» AIM OF THE EXERCISE
Going through the data below, copy out each line where the word "struct" shows up.

------------------------------------------------

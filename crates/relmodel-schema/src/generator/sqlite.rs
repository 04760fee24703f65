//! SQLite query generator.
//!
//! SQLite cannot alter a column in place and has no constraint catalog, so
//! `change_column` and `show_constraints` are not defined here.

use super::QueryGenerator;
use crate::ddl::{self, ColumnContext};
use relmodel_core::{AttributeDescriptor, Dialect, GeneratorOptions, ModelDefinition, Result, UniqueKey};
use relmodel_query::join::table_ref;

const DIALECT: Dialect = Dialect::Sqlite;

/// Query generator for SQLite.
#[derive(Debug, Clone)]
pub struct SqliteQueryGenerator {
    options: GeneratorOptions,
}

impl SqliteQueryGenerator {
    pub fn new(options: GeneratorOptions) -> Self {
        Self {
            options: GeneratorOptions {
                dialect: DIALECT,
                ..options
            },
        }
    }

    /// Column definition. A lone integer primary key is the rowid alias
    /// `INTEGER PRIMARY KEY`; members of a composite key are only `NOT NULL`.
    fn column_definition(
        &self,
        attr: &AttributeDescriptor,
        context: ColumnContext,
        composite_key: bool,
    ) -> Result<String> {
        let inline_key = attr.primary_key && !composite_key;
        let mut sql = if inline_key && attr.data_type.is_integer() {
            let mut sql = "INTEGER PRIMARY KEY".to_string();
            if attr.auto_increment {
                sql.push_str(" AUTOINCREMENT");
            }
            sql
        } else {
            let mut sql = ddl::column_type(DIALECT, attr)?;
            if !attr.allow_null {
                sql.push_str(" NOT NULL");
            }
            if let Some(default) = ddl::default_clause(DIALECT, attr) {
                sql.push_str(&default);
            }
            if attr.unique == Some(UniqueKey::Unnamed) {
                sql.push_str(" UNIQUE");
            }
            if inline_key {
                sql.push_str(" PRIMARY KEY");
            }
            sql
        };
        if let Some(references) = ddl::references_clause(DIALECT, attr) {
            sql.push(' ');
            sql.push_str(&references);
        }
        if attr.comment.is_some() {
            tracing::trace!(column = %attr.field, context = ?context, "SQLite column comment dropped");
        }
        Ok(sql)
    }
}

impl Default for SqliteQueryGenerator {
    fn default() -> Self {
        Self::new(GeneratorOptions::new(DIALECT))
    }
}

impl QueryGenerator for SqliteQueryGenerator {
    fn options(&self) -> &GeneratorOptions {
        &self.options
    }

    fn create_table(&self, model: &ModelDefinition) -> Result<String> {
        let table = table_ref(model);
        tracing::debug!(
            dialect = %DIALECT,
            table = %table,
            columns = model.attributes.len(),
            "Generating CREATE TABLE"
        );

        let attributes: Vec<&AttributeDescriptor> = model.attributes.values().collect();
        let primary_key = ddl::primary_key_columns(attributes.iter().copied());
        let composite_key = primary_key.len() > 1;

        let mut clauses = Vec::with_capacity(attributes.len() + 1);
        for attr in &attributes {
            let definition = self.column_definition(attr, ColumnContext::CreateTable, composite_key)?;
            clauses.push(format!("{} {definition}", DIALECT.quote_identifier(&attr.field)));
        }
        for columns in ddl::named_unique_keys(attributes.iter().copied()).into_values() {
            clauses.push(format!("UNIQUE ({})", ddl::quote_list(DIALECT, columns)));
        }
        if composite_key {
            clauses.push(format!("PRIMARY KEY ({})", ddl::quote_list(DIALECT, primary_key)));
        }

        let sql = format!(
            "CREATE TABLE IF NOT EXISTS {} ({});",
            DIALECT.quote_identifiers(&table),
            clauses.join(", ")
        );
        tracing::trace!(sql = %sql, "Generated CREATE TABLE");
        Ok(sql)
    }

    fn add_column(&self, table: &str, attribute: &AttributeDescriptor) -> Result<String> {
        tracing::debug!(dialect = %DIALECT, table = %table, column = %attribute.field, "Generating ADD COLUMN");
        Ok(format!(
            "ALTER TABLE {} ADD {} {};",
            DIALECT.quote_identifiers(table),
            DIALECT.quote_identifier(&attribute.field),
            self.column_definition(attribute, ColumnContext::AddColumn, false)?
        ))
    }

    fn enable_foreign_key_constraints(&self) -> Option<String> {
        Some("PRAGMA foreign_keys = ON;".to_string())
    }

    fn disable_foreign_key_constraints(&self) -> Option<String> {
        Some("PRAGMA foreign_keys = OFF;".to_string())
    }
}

------------------------------------------------

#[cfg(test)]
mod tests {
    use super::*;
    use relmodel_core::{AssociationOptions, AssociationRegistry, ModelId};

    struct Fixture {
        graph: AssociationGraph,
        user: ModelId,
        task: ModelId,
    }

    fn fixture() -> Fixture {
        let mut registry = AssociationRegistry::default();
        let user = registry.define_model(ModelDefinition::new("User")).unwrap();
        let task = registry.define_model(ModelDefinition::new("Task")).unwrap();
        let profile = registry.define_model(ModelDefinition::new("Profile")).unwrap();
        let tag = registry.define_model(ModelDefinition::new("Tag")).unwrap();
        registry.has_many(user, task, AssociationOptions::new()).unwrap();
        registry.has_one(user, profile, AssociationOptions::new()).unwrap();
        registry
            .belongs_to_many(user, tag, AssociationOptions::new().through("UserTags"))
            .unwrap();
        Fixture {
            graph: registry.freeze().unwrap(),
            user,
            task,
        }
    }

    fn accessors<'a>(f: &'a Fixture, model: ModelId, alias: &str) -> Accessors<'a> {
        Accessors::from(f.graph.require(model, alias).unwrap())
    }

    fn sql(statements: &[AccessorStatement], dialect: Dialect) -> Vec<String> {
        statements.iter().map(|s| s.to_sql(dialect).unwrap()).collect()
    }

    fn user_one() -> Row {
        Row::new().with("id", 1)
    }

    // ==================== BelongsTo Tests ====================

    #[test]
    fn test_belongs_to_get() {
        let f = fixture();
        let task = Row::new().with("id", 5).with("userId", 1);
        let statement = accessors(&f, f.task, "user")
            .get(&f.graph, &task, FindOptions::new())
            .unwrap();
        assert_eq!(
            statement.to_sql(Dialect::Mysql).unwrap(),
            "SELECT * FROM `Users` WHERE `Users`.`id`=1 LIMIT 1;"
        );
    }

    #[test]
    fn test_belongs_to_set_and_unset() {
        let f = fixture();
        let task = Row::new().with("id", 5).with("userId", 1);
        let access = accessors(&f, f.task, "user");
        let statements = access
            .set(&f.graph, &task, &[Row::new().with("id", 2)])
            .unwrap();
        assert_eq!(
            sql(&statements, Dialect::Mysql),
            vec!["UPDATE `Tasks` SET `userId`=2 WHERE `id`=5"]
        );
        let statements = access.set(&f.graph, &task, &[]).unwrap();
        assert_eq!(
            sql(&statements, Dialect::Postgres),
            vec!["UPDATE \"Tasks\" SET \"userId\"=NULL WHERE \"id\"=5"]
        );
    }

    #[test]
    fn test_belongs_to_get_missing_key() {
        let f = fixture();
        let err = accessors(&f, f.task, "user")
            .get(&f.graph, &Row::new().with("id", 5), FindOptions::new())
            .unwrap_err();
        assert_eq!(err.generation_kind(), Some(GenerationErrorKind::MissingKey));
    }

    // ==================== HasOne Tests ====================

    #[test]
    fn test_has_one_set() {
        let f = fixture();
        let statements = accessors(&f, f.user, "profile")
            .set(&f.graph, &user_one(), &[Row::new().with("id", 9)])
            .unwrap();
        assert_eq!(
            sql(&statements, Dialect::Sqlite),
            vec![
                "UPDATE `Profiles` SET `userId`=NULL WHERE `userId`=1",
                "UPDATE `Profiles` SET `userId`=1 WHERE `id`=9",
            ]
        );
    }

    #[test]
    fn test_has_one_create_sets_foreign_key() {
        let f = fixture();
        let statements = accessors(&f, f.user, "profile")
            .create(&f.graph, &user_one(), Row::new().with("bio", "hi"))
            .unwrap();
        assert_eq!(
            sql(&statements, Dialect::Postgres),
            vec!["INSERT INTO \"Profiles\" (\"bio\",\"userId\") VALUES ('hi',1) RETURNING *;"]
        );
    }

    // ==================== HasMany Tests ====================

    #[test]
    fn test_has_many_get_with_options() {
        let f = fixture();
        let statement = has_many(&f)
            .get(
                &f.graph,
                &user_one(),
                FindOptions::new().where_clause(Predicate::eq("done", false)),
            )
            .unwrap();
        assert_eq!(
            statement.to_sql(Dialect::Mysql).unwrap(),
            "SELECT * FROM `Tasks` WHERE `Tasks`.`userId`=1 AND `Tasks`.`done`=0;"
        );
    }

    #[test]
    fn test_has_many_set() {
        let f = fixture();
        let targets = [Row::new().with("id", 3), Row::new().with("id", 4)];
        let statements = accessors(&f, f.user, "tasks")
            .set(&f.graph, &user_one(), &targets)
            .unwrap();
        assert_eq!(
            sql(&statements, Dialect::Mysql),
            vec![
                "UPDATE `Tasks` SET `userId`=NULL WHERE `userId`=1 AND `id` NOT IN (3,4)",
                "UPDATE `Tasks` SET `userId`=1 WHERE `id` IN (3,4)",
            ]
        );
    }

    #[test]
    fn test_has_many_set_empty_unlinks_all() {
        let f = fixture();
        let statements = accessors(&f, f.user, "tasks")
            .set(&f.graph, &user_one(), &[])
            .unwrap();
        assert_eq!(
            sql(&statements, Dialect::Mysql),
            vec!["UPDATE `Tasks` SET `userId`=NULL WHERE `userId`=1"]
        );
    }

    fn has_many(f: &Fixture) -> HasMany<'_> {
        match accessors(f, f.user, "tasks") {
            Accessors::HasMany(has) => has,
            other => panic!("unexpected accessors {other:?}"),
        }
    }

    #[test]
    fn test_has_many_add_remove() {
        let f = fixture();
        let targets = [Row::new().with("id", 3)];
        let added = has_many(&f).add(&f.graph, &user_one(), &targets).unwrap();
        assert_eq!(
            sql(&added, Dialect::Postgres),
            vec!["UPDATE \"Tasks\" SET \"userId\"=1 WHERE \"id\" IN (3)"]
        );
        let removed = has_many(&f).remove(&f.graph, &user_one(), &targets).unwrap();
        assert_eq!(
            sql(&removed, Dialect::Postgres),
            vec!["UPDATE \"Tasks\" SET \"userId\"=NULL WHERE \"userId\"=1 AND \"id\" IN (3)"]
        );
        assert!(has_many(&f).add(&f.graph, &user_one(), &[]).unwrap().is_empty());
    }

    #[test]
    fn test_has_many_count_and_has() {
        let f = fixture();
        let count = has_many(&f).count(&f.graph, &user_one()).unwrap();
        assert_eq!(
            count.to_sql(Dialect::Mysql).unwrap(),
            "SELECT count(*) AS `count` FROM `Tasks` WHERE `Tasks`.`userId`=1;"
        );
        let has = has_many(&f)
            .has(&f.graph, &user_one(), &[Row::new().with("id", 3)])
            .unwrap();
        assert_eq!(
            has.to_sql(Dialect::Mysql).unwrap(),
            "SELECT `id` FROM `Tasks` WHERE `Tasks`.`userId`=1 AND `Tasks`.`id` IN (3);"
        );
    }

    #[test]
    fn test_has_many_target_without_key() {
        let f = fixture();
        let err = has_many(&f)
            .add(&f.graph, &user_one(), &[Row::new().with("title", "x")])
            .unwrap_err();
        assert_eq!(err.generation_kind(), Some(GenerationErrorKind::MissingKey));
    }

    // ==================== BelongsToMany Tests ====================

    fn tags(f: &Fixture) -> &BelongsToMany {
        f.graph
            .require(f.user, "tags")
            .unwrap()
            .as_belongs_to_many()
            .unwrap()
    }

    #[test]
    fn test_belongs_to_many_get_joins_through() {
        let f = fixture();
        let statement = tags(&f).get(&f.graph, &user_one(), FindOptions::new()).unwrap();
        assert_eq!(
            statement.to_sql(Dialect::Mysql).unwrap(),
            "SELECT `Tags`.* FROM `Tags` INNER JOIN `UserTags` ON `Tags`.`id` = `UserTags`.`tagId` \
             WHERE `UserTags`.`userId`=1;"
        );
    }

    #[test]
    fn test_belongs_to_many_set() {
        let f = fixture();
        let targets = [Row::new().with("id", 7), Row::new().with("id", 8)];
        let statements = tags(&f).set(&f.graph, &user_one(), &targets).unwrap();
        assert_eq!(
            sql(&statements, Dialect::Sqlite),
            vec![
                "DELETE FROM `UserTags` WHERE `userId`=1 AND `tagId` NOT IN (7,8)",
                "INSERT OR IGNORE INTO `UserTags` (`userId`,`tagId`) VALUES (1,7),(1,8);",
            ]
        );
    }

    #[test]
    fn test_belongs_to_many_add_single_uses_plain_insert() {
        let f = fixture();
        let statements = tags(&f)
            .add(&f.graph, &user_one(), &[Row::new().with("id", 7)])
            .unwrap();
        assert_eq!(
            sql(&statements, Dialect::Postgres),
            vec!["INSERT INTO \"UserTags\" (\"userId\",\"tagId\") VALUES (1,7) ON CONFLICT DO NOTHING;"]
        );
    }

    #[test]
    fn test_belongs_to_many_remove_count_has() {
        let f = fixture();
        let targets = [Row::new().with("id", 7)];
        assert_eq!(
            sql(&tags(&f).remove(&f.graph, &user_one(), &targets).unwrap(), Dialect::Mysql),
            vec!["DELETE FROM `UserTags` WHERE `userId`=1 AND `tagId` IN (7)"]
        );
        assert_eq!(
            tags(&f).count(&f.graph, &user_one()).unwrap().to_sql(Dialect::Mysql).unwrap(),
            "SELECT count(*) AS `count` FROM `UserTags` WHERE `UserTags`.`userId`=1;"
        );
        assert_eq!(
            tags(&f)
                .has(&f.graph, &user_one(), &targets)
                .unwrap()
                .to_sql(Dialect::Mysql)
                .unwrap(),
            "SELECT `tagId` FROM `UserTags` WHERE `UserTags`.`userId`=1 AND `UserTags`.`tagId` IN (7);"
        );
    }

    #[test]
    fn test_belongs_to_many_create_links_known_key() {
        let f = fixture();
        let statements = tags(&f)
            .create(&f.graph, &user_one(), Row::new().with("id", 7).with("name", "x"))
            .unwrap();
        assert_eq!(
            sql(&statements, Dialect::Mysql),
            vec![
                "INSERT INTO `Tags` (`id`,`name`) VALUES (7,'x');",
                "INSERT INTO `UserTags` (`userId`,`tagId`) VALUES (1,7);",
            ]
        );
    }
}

------------------------------------------------

» ANSWER BELOW
pub struct SqliteQueryGenerator {
    struct Fixture {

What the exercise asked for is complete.